• [DATA EXCERPT]
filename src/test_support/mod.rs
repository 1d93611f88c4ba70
//! Helpers shared by unit tests.

pub mod socket_guard;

• [WHAT YOU WILL DO] Print each line of the data exactly. Keep all of it.

• [SOLUTION FOR THIS PROBLEM]
filename src/test_support/mod.rs
repository 1d93611f88c4ba70
//! Helpers shared by unit tests.

pub mod socket_guard;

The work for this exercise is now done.